Formed in 2014 Entombed A.D. largely consists of members of Entombed’s twilight years. The original Entombed was as synonymous with band turnover as it was adaptability of sound. When after 17 mostly successful years saw the last original member of the group Alex Hellid become estranged from the more ambitious “new guard”, the band broke up in fairly dramatic fashion. When the newer members of the band accused Alex of resting on his laurels and taking “a million years to come up with a riff”, the Entombed namesake ironically became a caricature of itself, and unusable. However, out of the proverbial ashes rose the tireless Entombed A.D. birthing an album the same year of its 2014 formation, Back To The Front. The reminiscently Evil Dead-like title Dead Dawn was released this past February resulted in their touring with Amon Amarth. If Monday night was any indication Entombed A.D. is impressively here to stay and may just be ushering in another 17 years of the namesake being common nomenclature in the metalhead lexicon.

What can be said about the undisputed current kings of Viking metal that has not been repeated ad nauseam? Except that maybe due to the fact that traditional Viking culture had little reverence for kings, perhaps crowning them as such would be received with less gratitude than expected. In an evolving genre pioneered by Sweden’s Bathory, brought to prominence (albeit for the wrong reasons) with Burzum, and carried for decades by Emperor, there are few that would argue that Amon Amarth lay claim to the throne of the black metal / Nordic folk hybrid known as Viking metal.

With a painfully long layover between the second and third acts Amon Amarth appeared to have lost not a single beer swilling patron despite commencing well past the scheduled 10pm start time. When the five piece finally hit the stage they did so with such a ferocity and unabandoned ownership that not a single person in the captive sold-out audience harboured an iota of regret for having been kept waiting. To use the cliche these Vikings arrived and conquered is no doubt prevalent in most articles regarding the band’s live performance, but sometimes the need for pinpoint descriptive accuracy outweighs the masturbatory act of linguistic creativity. Combining a deafening sound riddled with milk curdling bass and a stage presence fraught with the confidence of Odin himself, Amon Amarth took not one of the impressive 19 blistering Nordic based numbers off for rest.
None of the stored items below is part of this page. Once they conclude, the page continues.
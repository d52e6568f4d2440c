// src/data/mod.rs
//! Data handling for the viewer.
//!
//! - Loading the body catalog and the position dataset from disk.
//! - The data structures uploaded to GPU buffers.

pub mod loader;
pub mod types;

// Re-export commonly used types for convenience.
pub use self::types::{BodyInstance, CameraUniform, LineVertex};
//! Timed playback over the date grid.
//!
//! The scheduler does not own a thread or an OS timer. The event loop polls it
//! with the current instant and applies whatever tick it reports before
//! polling again, so ticks never overlap. Every start and stop bumps a
//! generation counter; a timer slot from an older generation is dropped
//! without firing, so once `pause` returns nothing can advance the index.

use crate::dates::{DateIndex, STRIDE_DAYS};
use crate::error::{OrreryError, Result};
use std::time::{Duration, Instant};

pub const MIN_STEP_DAYS: u32 = 5;
pub const MAX_STEP_DAYS: u32 = 100;

/// Wall-clock period between ticks.
pub const DEFAULT_PERIOD: Duration = Duration::from_millis(100);

#[derive(Debug, Clone, Copy, PartialEq, Eq)]
pub enum PlaybackPhase {
    Stopped,
    Playing,
}

#[derive(Debug, Clone, Copy, PartialEq, Eq)]
pub struct PlaybackState {
    pub phase: PlaybackPhase,
    pub step_size_days: u32,
    pub current_index: DateIndex,
}

impl PlaybackState {
    #[inline]
    pub fn is_playing(&self) -> bool {
        self.phase == PlaybackPhase::Playing
    }
}

/// What a timer firing did.
#[derive(Debug, Clone, Copy, PartialEq, Eq)]
pub enum Tick {
    /// The index moved forward to the contained value.
    Advanced(DateIndex),
    /// The next step would pass the last date; playback stopped in place.
    Finished,
}

#[derive(Debug, Clone, Copy)]
struct TimerSlot {
    generation: u64,
    next_fire: Instant,
}

#[derive(Debug)]
pub struct PlaybackScheduler {
    state: PlaybackState,
    period: Duration,
    generation: u64,
    timer: Option<TimerSlot>,
}

impl PlaybackScheduler {
    pub fn new(period: Duration, start_index: DateIndex) -> Self {
        Self {
            state: PlaybackState {
                phase: PlaybackPhase::Stopped,
                step_size_days: MIN_STEP_DAYS,
                current_index: start_index,
            },
            period,
            generation: 0,
            timer: None,
        }
    }

    pub fn state(&self) -> PlaybackState {
        self.state
    }

    #[inline]
    pub fn is_playing(&self) -> bool {
        self.state.is_playing()
    }

    #[inline]
    pub fn current_index(&self) -> DateIndex {
        self.state.current_index
    }

    pub fn step_size_days(&self) -> u32 {
        self.state.step_size_days
    }

    pub fn period(&self) -> Duration {
        self.period
    }

    pub fn generation(&self) -> u64 {
        self.generation
    }

    /// Index units covered by one tick: `ceil(step_size_days / 5)`.
    pub fn index_stride(&self) -> usize {
        (self.state.step_size_days as usize).div_ceil(STRIDE_DAYS as usize)
    }

    /// Takes effect on the next tick; an armed timer keeps its schedule.
    pub fn set_step_size(&mut self, days: u32) -> Result<()> {
        if !(MIN_STEP_DAYS..=MAX_STEP_DAYS).contains(&days) || days % MIN_STEP_DAYS != 0 {
            return Err(OrreryError::InvalidStepSize(days));
        }
        self.state.step_size_days = days;
        Ok(())
    }

    /// Direct slider input. The caller has already validated `index`.
    pub fn seek(&mut self, index: DateIndex) {
        self.state.current_index = index;
    }

    /// Starts playback; the first tick fires one period after `now`.
    pub fn play(&mut self, now: Instant) {
        if self.is_playing() {
            return;
        }
        self.generation += 1;
        self.state.phase = PlaybackPhase::Playing;
        self.timer = Some(TimerSlot {
            generation: self.generation,
            next_fire: now + self.period,
        });
        log::info!(
            "Playback started at index {} (step {} days)",
            self.state.current_index,
            self.state.step_size_days
        );
    }

    /// Stops playback and disarms the timer before returning.
    pub fn pause(&mut self) {
        if !self.is_playing() {
            return;
        }
        self.generation += 1;
        self.state.phase = PlaybackPhase::Stopped;
        self.timer = None;
        log::info!("Playback stopped at index {}", self.state.current_index);
    }

    /// Play/pause button. Returns the new "is playing" status.
    pub fn toggle(&mut self, now: Instant) -> bool {
        if self.is_playing() {
            self.pause();
        } else {
            self.play(now);
        }
        self.is_playing()
    }

    /// When the event loop should wake up next, if playing.
    pub fn next_deadline(&self) -> Option<Instant> {
        self.timer
            .filter(|slot| slot.generation == self.generation)
            .map(|slot| slot.next_fire)
    }

    /// Fires at most one due tick. `last_index` is the last valid date index.
    ///
    /// A late poll does not replay missed ticks; the schedule restarts from
    /// `now` instead.
    pub fn poll(&mut self, now: Instant, last_index: DateIndex) -> Option<Tick> {
        let slot = self.timer?;
        if slot.generation != self.generation || !self.is_playing() {
            self.timer = None;
            return None;
        }
        if now < slot.next_fire {
            return None;
        }

        let mut next_fire = slot.next_fire + self.period;
        if next_fire <= now {
            next_fire = now + self.period;
        }
        self.timer = Some(TimerSlot {
            generation: slot.generation,
            next_fire,
        });

        let next_index = self.state.current_index + self.index_stride();
        if next_index > last_index {
            log::info!("Playback reached the end of the date range");
            self.pause();
            return Some(Tick::Finished);
        }

        self.state.current_index = next_index;
        Some(Tick::Advanced(next_index))
    }
}

impl Default for PlaybackScheduler {
    fn default() -> Self {
        Self::new(DEFAULT_PERIOD, 0)
    }
}

#[cfg(test)]
mod tests {
    use super::*;

    const LAST: DateIndex = 21_913;
    const P: Duration = DEFAULT_PERIOD;

    #[test]
    fn stopped_scheduler_never_ticks() {
        let mut s = PlaybackScheduler::default();
        let t0 = Instant::now();

        assert_eq!(s.poll(t0 + P * 10, LAST), None);
        assert_eq!(s.current_index(), 0);
        assert_eq!(s.next_deadline(), None);
    }

    #[test]
    fn first_tick_waits_one_period() {
        let mut s = PlaybackScheduler::default();
        let t0 = Instant::now();
        s.play(t0);

        assert_eq!(s.poll(t0, LAST), None);
        assert_eq!(s.poll(t0 + P / 2, LAST), None);
        assert_eq!(s.poll(t0 + P, LAST), Some(Tick::Advanced(1)));
        assert_eq!(s.next_deadline(), Some(t0 + P * 2));
    }

    #[test]
    fn hundred_day_step_advances_twenty() {
        let mut s = PlaybackScheduler::default();
        s.set_step_size(100).unwrap();
        let t0 = Instant::now();
        s.play(t0);

        assert_eq!(s.poll(t0 + P, LAST), Some(Tick::Advanced(20)));
    }

    #[test]
    fn index_stride_rounds_up() {
        let mut s = PlaybackScheduler::default();
        assert_eq!(s.index_stride(), 1);
        s.set_step_size(35).unwrap();
        assert_eq!(s.index_stride(), 7);
    }

    #[test]
    fn invalid_step_sizes_are_rejected() {
        let mut s = PlaybackScheduler::default();

        assert!(matches!(s.set_step_size(0), Err(OrreryError::InvalidStepSize(0))));
        assert!(s.set_step_size(105).is_err());
        assert!(s.set_step_size(12).is_err());
        assert_eq!(s.step_size_days(), MIN_STEP_DAYS);
    }

    #[test]
    fn auto_stops_at_range_end_without_advancing() {
        let mut s = PlaybackScheduler::new(P, LAST - 2);
        s.set_step_size(100).unwrap();
        let t0 = Instant::now();
        s.play(t0);

        assert_eq!(s.poll(t0 + P, LAST), Some(Tick::Finished));
        assert!(!s.is_playing());
        assert_eq!(s.current_index(), LAST - 2);
        assert_eq!(s.poll(t0 + P * 5, LAST), None);
    }

    #[test]
    fn reaches_last_index_exactly() {
        let mut s = PlaybackScheduler::new(P, LAST - 1);
        let t0 = Instant::now();
        s.play(t0);

        assert_eq!(s.poll(t0 + P, LAST), Some(Tick::Advanced(LAST)));
        assert_eq!(s.poll(t0 + P * 2, LAST), Some(Tick::Finished));
        assert_eq!(s.current_index(), LAST);
    }

    #[test]
    fn pause_cancels_pending_tick() {
        let mut s = PlaybackScheduler::default();
        let t0 = Instant::now();
        s.play(t0);
        let gen = s.generation();
        s.pause();

        assert!(s.generation() > gen);
        assert_eq!(s.poll(t0 + P * 3, LAST), None);
        assert_eq!(s.current_index(), 0);
        assert_eq!(s.next_deadline(), None);
    }

    #[test]
    fn restart_does_not_inherit_old_schedule() {
        let mut s = PlaybackScheduler::default();
        let t0 = Instant::now();
        s.play(t0);
        s.pause();
        s.play(t0 + P * 10);

        assert_eq!(s.poll(t0 + P * 10, LAST), None);
        assert_eq!(s.poll(t0 + P * 11, LAST), Some(Tick::Advanced(1)));
    }

    #[test]
    fn step_change_applies_on_next_tick() {
        let mut s = PlaybackScheduler::default();
        let t0 = Instant::now();
        s.play(t0);
        assert_eq!(s.poll(t0 + P, LAST), Some(Tick::Advanced(1)));

        s.set_step_size(50).unwrap();
        assert_eq!(s.next_deadline(), Some(t0 + P * 2));
        assert_eq!(s.poll(t0 + P * 2, LAST), Some(Tick::Advanced(11)));
    }

    #[test]
    fn late_poll_fires_once_and_reschedules_from_now() {
        let mut s = PlaybackScheduler::default();
        let t0 = Instant::now();
        s.play(t0);

        let late = t0 + P * 7;
        assert_eq!(s.poll(late, LAST), Some(Tick::Advanced(1)));
        assert_eq!(s.poll(late, LAST), None);
        assert_eq!(s.next_deadline(), Some(late + P));
    }

    #[test]
    fn toggle_reports_status() {
        let mut s = PlaybackScheduler::default();
        let t0 = Instant::now();

        assert!(s.toggle(t0));
        assert!(s.state().is_playing());
        assert!(!s.toggle(t0));
    }
}
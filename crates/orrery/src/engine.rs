//! The controller that owns all mutable viewer state.
//!
//! UI code never touches entities, the playback state or the selection
//! directly; it forwards events to an [`Orrery`] and reads back labels and
//! transforms.

use crate::catalog::Catalog;
use crate::dates::{day_key, DateIndex, DateIndexTable, FIRST_DAY, LAST_DAY};
use crate::entity::EntityRegistry;
use crate::error::Result;
use crate::playback::{PlaybackScheduler, Tick, DEFAULT_PERIOD};
use crate::positions::PositionStore;
use crate::representation::RepresentationSwitch;
use crate::scene::{Ray, Scene};
use crate::selection::{PickOutcome, SelectionMeasurer};
use chrono::NaiveDate;
use glam::DVec3;
use std::time::{Duration, Instant};

#[derive(Debug, Clone)]
pub struct OrreryConfig {
    pub first_day: String,
    pub last_day: String,
    /// Dataset units per scene unit.
    pub scaling_factor: f64,
    /// Camera distance (dataset units) where spheres turn into points.
    pub visibility_distance: f64,
    /// Body pinned to the origin and never looked up.
    pub central_body: String,
    pub playback_period: Duration,
    /// Render radius (dataset units) for bodies the catalog gives none.
    pub default_render_radius: f64,
    /// Unit of the scaled distance shown to the user.
    pub distance_unit: String,
}

impl Default for OrreryConfig {
    fn default() -> Self {
        Self {
            first_day: FIRST_DAY.to_owned(),
            last_day: LAST_DAY.to_owned(),
            scaling_factor: 1e6,
            visibility_distance: 5e9,
            central_body: "Sun".to_owned(),
            playback_period: DEFAULT_PERIOD,
            default_render_radius: 1e7,
            distance_unit: "Million km".to_owned(),
        }
    }
}

/// Emitted whenever the active date changes.
#[derive(Debug, Clone, PartialEq, Eq)]
pub struct DateChanged {
    pub index: DateIndex,
    pub date: NaiveDate,
    pub label: String,
}

pub struct Orrery {
    dates: DateIndexTable,
    positions: PositionStore,
    registry: EntityRegistry,
    lod: RepresentationSwitch,
    playback: PlaybackScheduler,
    selection: SelectionMeasurer,
    date_label: String,
}

impl Orrery {
    /// Builds every entity and places them at the grid date closest to
    /// `initial_date`.
    pub fn new(
        config: &OrreryConfig,
        catalog: &Catalog,
        positions: PositionStore,
        initial_date: NaiveDate,
    ) -> Result<Self> {
        let dates = DateIndexTable::from_day_keys(&config.first_day, &config.last_day)?;
        let registry = EntityRegistry::from_catalog(
            catalog,
            config.default_render_radius,
            config.scaling_factor,
        );

        if !catalog.contains(&config.central_body) {
            log::warn!("Central body {:?} is not in the catalog", config.central_body);
        }
        for name in positions.entity_names() {
            if !catalog.contains(name) {
                log::warn!("Dataset body {:?} is not in the catalog and will not be shown", name);
            }
        }

        let start = dates.date_to_closest_index(initial_date);
        if dates.exact_index(initial_date).is_none() {
            log::debug!(
                "Initial date {} is off the stride grid; snapped to index {}",
                day_key(initial_date),
                start
            );
        }

        let mut orrery = Self {
            dates,
            positions,
            registry,
            lod: RepresentationSwitch::new(config.visibility_distance, config.scaling_factor),
            playback: PlaybackScheduler::new(config.playback_period, start),
            selection: SelectionMeasurer::new(config.distance_unit.clone()),
            date_label: String::new(),
        };
        orrery.apply_index(start)?;
        Ok(orrery)
    }

    pub fn dates(&self) -> &DateIndexTable {
        &self.dates
    }

    pub fn positions(&self) -> &PositionStore {
        &self.positions
    }

    pub fn registry(&self) -> &EntityRegistry {
        &self.registry
    }

    pub fn playback(&self) -> &PlaybackScheduler {
        &self.playback
    }

    pub fn selection(&self) -> &SelectionMeasurer {
        &self.selection
    }

    pub fn lod(&self) -> &RepresentationSwitch {
        &self.lod
    }

    /// ISO label of the active date.
    pub fn date_label(&self) -> &str {
        &self.date_label
    }

    pub fn current_index(&self) -> DateIndex {
        self.playback.current_index()
    }

    pub fn current_date(&self) -> Result<NaiveDate> {
        self.dates.index_to_date(self.current_index())
    }

    pub fn is_playing(&self) -> bool {
        self.playback.is_playing()
    }

    /// Slider drag. `index` must already be clamped to the slider range.
    pub fn set_date_index(&mut self, index: DateIndex) -> Result<DateChanged> {
        self.apply_index(index)
    }

    /// Play/pause. Returns the new "is playing" status.
    pub fn toggle_playback(&mut self, now: Instant) -> bool {
        self.playback.toggle(now)
    }

    pub fn pause(&mut self) {
        self.playback.pause();
    }

    pub fn set_step_size(&mut self, days: u32) -> Result<()> {
        self.playback.set_step_size(days)
    }

    pub fn next_deadline(&self) -> Option<Instant> {
        self.playback.next_deadline()
    }

    /// Polls the playback timer and applies a due advance.
    pub fn tick(&mut self, now: Instant) -> Result<Option<DateChanged>> {
        match self.playback.poll(now, self.dates.last_index()) {
            Some(Tick::Advanced(index)) => self.apply_index(index).map(Some),
            Some(Tick::Finished) | None => Ok(None),
        }
    }

    /// Per-frame work: level of detail for every entity, then the measurement.
    pub fn frame(&mut self, camera: DVec3, scene: &mut dyn Scene) {
        for entity in self.registry.iter_mut() {
            self.lod.update(entity, camera);
        }
        self.selection.update(&self.registry, scene);
    }

    pub fn toggle_selection_mode(&mut self, scene: &mut dyn Scene) -> bool {
        self.selection.toggle_mode(&mut self.registry, scene)
    }

    pub fn pick(&mut self, ray: &Ray, scene: &mut dyn Scene) -> PickOutcome {
        self.selection.pick(ray, &mut self.registry, scene)
    }

    pub fn measured_distance(&self) -> Option<f64> {
        self.selection.distance()
    }

    /// Text for the distance panel; zero when nothing is measured.
    pub fn distance_readout(&self) -> String {
        format!(
            "Distance: {:.2} {}",
            self.measured_distance().unwrap_or(0.0),
            self.selection.unit()
        )
    }

    /// Moves every view of the current date to `index` in one step: slider
    /// index, positions and label. The index is validated before anything
    /// changes.
    fn apply_index(&mut self, index: DateIndex) -> Result<DateChanged> {
        let date = self.dates.index_to_date(index)?;
        let key = day_key(date);

        for entity in self.registry.iter_mut() {
            let position = self.positions.resolve_key(&entity.name, &key);
            entity.apply_position(position);
        }
        self.playback.seek(index);
        self.date_label = key;

        log::debug!("Date -> {} (index {})", self.date_label, index);

        Ok(DateChanged {
            index,
            date,
            label: self.date_label.clone(),
        })
    }
}
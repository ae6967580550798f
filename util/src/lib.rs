// Copyright 2017 Steven Stewart-Gallus
//
// Licensed under the Apache License, Version 2.0 (the "License");
// you may not use this file except in compliance with the License.
// You may obtain a copy of the License at
//
//     http://www.apache.org/licenses/LICENSE-2.0
//
// Unless required by applicable law or agreed to in writing, software
// distributed under the License is distributed on an "AS IS" BASIS,
// WITHOUT WARRANTIES OR CONDITIONS OF ANY KIND, either express or
// implied.  See the License for the specific language governing
// permissions and limitations under the License.
//
pub mod backoff;
pub mod cacheline;
pub mod exp;
// Copyright 2017 Steven Stewart-Gallus
//
// Licensed under the Apache License, Version 2.0 (the "License");
// you may not use this file except in compliance with the License.
// You may obtain a copy of the License at
//
//     http://www.apache.org/licenses/LICENSE-2.0
//
// Unless required by applicable law or agreed to in writing, software
// distributed under the License is distributed on an "AS IS" BASIS,
// WITHOUT WARRANTIES OR CONDITIONS OF ANY KIND, either express or
// implied.  See the License for the specific language governing
// permissions and limitations under the License.
//
//! Timed append workloads and the suite that runs them per strategy.
use std::fmt;
use std::sync::atomic::{AtomicU8, AtomicUsize, Ordering};
use std::thread;
use std::time::{Duration, Instant};

use log::{info, warn};

use appendlock_util::backoff;

use crate::array::{DynamicArray, Element};
use crate::error::{Error, Result};
use crate::strategy::StrategyKind;

#[derive(Clone, Debug, PartialEq, Eq)]
pub struct BenchConfig {
    pub strategies: Vec<StrategyKind>,
    /// Items appended per worker per trial.
    pub items: usize,
    pub trials: usize,
    /// With one worker the single threaded workload is run.
    pub workers: usize,
    /// Append one untimed element after each reset, before the trial.
    pub seed_element: bool,
}

impl Default for BenchConfig {
    fn default() -> Self {
        BenchConfig {
            strategies: StrategyKind::ALL.to_vec(),
            items: 1000,
            trials: 100,
            workers: 1,
            seed_element: true,
        }
    }
}

impl BenchConfig {
    pub fn validate(&self) -> Result<()> {
        if self.strategies.is_empty() {
            return Err(Error::InvalidConfig("no strategies selected".to_string()));
        }
        if self.items == 0 {
            return Err(Error::InvalidConfig("items must be at least 1".to_string()));
        }
        if self.trials == 0 {
            return Err(Error::InvalidConfig("trials must be at least 1".to_string()));
        }
        if self.workers == 0 {
            return Err(Error::InvalidConfig("workers must be at least 1".to_string()));
        }
        return Ok(());
    }

    /// Appends performed by one trial, seed excluded.
    pub fn ops_per_trial(&self) -> usize {
        self.items * self.workers
    }
}

/// Per trial durations of one measured block.
#[derive(Clone, Debug, PartialEq, Eq)]
pub struct BenchmarkResult {
    pub strategy: StrategyKind,
    pub durations: Vec<Duration>,
}

impl BenchmarkResult {
    /// The reported figure.  The fastest trial is the one least
    /// disturbed by the scheduler.
    pub fn min(&self) -> Duration {
        self.durations.iter().min().cloned().unwrap_or_default()
    }

    pub fn max(&self) -> Duration {
        self.durations.iter().max().cloned().unwrap_or_default()
    }

    pub fn median(&self) -> Duration {
        let mut sorted = self.durations.clone();
        sorted.sort();
        sorted.get(sorted.len() / 2).cloned().unwrap_or_default()
    }

    pub fn mean(&self) -> Duration {
        if self.durations.is_empty() {
            return Duration::default();
        }
        let total: Duration = self.durations.iter().sum();
        return total / self.durations.len() as u32;
    }

    pub fn min_micros(&self) -> u128 {
        self.min().as_micros()
    }

    /// Throughput of the fastest trial.
    pub fn ops_per_sec(&self, ops_per_trial: usize) -> f64 {
        let secs = self.min().as_secs_f64();
        if secs == 0.0 {
            return f64::INFINITY;
        }
        return ops_per_trial as f64 / secs;
    }
}

/// The outcome for one strategy of a suite run.
#[derive(Debug)]
pub struct StrategyReport {
    pub strategy: StrategyKind,
    /// Storage diagnostic taken right before measuring.
    pub storage: String,
    pub outcome: Result<BenchmarkResult>,
}

impl fmt::Display for StrategyReport {
    fn fmt(&self, f: &mut fmt::Formatter) -> fmt::Result {
        writeln!(f, "{}", self.storage)?;
        match self.outcome {
            Ok(ref result) => {
                write!(f,
                       "{} us (median {} us, max {} us)",
                       result.min_micros(),
                       result.median().as_micros(),
                       result.max().as_micros())
            }
            Err(ref err) => write!(f, "failed: {}", err),
        }
    }
}

/// Appends `0..items` from the calling thread.
pub fn run_single_threaded(array: &DynamicArray, items: usize) -> Result<Duration> {
    let before = array.size();

    let start = Instant::now();
    for i in 0..items {
        array.append(i as Element)?;
    }
    let elapsed = start.elapsed();

    check_size(array, before + items)?;
    return Ok(elapsed);
}

const WAITING: u8 = 0;
const OPEN: u8 = 1;
const ABORTED: u8 = 2;

/// Holds workers back until all of them are ready.  Unlike a barrier
/// it can also send the ones already waiting home, when spawning the
/// rest failed.
struct StartGate {
    ready: AtomicUsize,
    state: AtomicU8,
}

impl StartGate {
    fn new() -> Self {
        StartGate {
            ready: AtomicUsize::new(0),
            state: AtomicU8::new(WAITING),
        }
    }

    /// Returns whether the worker should run.
    fn wait(&self) -> bool {
        self.ready.fetch_add(1, Ordering::AcqRel);
        let mut counter = 0;
        loop {
            match self.state.load(Ordering::Acquire) {
                WAITING => backoff::spin_wait(&mut counter),
                state => return state == OPEN,
            }
        }
    }

    fn await_ready(&self, workers: usize) {
        let mut counter = 0;
        while self.ready.load(Ordering::Acquire) < workers {
            backoff::spin_wait(&mut counter);
        }
    }

    fn open(&self) {
        self.state.store(OPEN, Ordering::Release);
    }

    fn abort(&self) {
        self.state.store(ABORTED, Ordering::Release);
    }
}

/// Has `workers` threads each append `0..items`, released together
/// once all of them are up.  Times until the last worker is joined.
pub fn run_concurrent(array: &DynamicArray, items: usize, workers: usize) -> Result<Duration> {
    let before = array.size();
    let gate = StartGate::new();

    let (elapsed, outcomes) = thread::scope(|s| -> Result<_> {
        let mut children = Vec::with_capacity(workers);
        for worker in 0..workers {
            let gate_ref = &gate;
            let spawned = thread::Builder::new()
                .name(format!("append-worker-{}", worker))
                .spawn_scoped(s, move || -> Result<()> {
                    if !gate_ref.wait() {
                        return Ok(());
                    }
                    for i in 0..items {
                        array.append(i as Element)?;
                    }
                    Ok(())
                });
            match spawned {
                Ok(child) => children.push(child),
                Err(err) => {
                    gate.abort();
                    return Err(Error::SpawnFailed {
                        worker: worker,
                        source: err,
                    });
                }
            }
        }

        gate.await_ready(workers);
        let timer = Instant::now();
        gate.open();
        let outcomes: Vec<_> = children.into_iter().map(|child| child.join()).collect();
        Ok((timer.elapsed(), outcomes))
    })?;

    for (worker, outcome) in outcomes.into_iter().enumerate() {
        match outcome {
            Ok(Ok(())) => {}
            Ok(Err(err)) => return Err(err),
            Err(_) => return Err(Error::WorkerPanicked { worker: worker }),
        }
    }

    check_size(array, before + items * workers)?;
    return Ok(elapsed);
}

fn check_size(array: &DynamicArray, expected: usize) -> Result<()> {
    let actual = array.size();
    if actual != expected {
        return Err(Error::ConsistencyViolation {
            strategy: array.strategy_kind(),
            expected: expected,
            actual: actual,
        });
    }
    return Ok(());
}

/// Runs `workload` `trials` times on a freshly cleared array.  The
/// reset is not timed.
pub fn measure<F>(array: &DynamicArray, trials: usize, workload: F) -> Result<BenchmarkResult>
    where F: FnMut(&DynamicArray) -> Result<Duration>
{
    measure_trials(array, trials, false, workload)
}

/// Like `measure` but every trial starts from a single element array.
pub fn measure_seeded<F>(array: &DynamicArray,
                         trials: usize,
                         workload: F)
                         -> Result<BenchmarkResult>
    where F: FnMut(&DynamicArray) -> Result<Duration>
{
    measure_trials(array, trials, true, workload)
}

fn measure_trials<F>(array: &DynamicArray,
                     trials: usize,
                     seed: bool,
                     mut workload: F)
                     -> Result<BenchmarkResult>
    where F: FnMut(&DynamicArray) -> Result<Duration>
{
    let strategy = array.strategy_kind();
    let mut durations = Vec::with_capacity(trials);

    for trial in 0..trials {
        let reset = array.clear().and_then(|()| if seed { array.append(0) } else { Ok(()) });
        let outcome = reset.and_then(|()| workload(array));
        match outcome {
            Ok(elapsed) => durations.push(elapsed),
            Err(err @ Error::ConsistencyViolation { .. }) => return Err(err),
            Err(err) => {
                return Err(Error::TrialFailed {
                    strategy: strategy,
                    trial: trial,
                    source: Box::new(err),
                })
            }
        }
    }

    return Ok(BenchmarkResult {
        strategy: strategy,
        durations: durations,
    });
}

/// Measures every configured strategy in turn on one shared array.
///
/// A strategy whose trials fail or lose updates is reported and the
/// suite moves on; a refused strategy swap aborts the whole run.
pub fn run_suite(config: &BenchConfig) -> Result<Vec<StrategyReport>> {
    config.validate()?;

    let array = DynamicArray::with_kind(StrategyKind::None);
    let mut reports = Vec::with_capacity(config.strategies.len());

    for kind in config.strategies.iter() {
        array.set_strategy_kind(*kind)?;
        let storage = array.describe();
        info!("measuring {} with {} worker(s) x {} items, {} trials",
              kind,
              config.workers,
              config.items,
              config.trials);

        let outcome = run_block(&array, config);
        match outcome {
            Ok(ref result) => {
                info!("{}: min {} us, {:.0} ops/s",
                      kind,
                      result.min_micros(),
                      result.ops_per_sec(config.ops_per_trial()))
            }
            Err(ref err @ Error::ConsistencyViolation { .. }) if !kind.excludes_writers() => {
                info!("{}: {} (expected without writer exclusion)", kind, err)
            }
            Err(ref err) => warn!("{}: {}", kind, err),
        }

        reports.push(StrategyReport {
            strategy: *kind,
            storage: storage,
            outcome: outcome,
        });
    }

    return Ok(reports);
}

fn run_block(array: &DynamicArray, config: &BenchConfig) -> Result<BenchmarkResult> {
    let items = config.items;
    let workers = config.workers;
    if workers > 1 {
        measure_trials(array,
                       config.trials,
                       config.seed_element,
                       |a| run_concurrent(a, items, workers))
    } else {
        measure_trials(array,
                       config.trials,
                       config.seed_element,
                       |a| run_single_threaded(a, items))
    }
}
Due to the departure of longtime drummer and 17 year veteran of the band Fredrik Andersson, it was October Tide drummer Jocke Wallgren sitting in The Keep of the medieval style castle that fittingly took up much of the Amon Amarth stage. Impressively using every piece of his Pearl drumkit with a relentless attack of Vic Firth sticks on Sabian cymbals Wallgren proved early and often why he was tapped to backline the tour until such time as a full time replacement for Andersson is found. Atop the crenels of the castle flanking the frenetic drummer were cohorts Olavi Mikkonen (guitar), Ted Lundström (Bass), and Johan Söderberg (Guitar), all of which responsible for much hearing loss sustained Monday night.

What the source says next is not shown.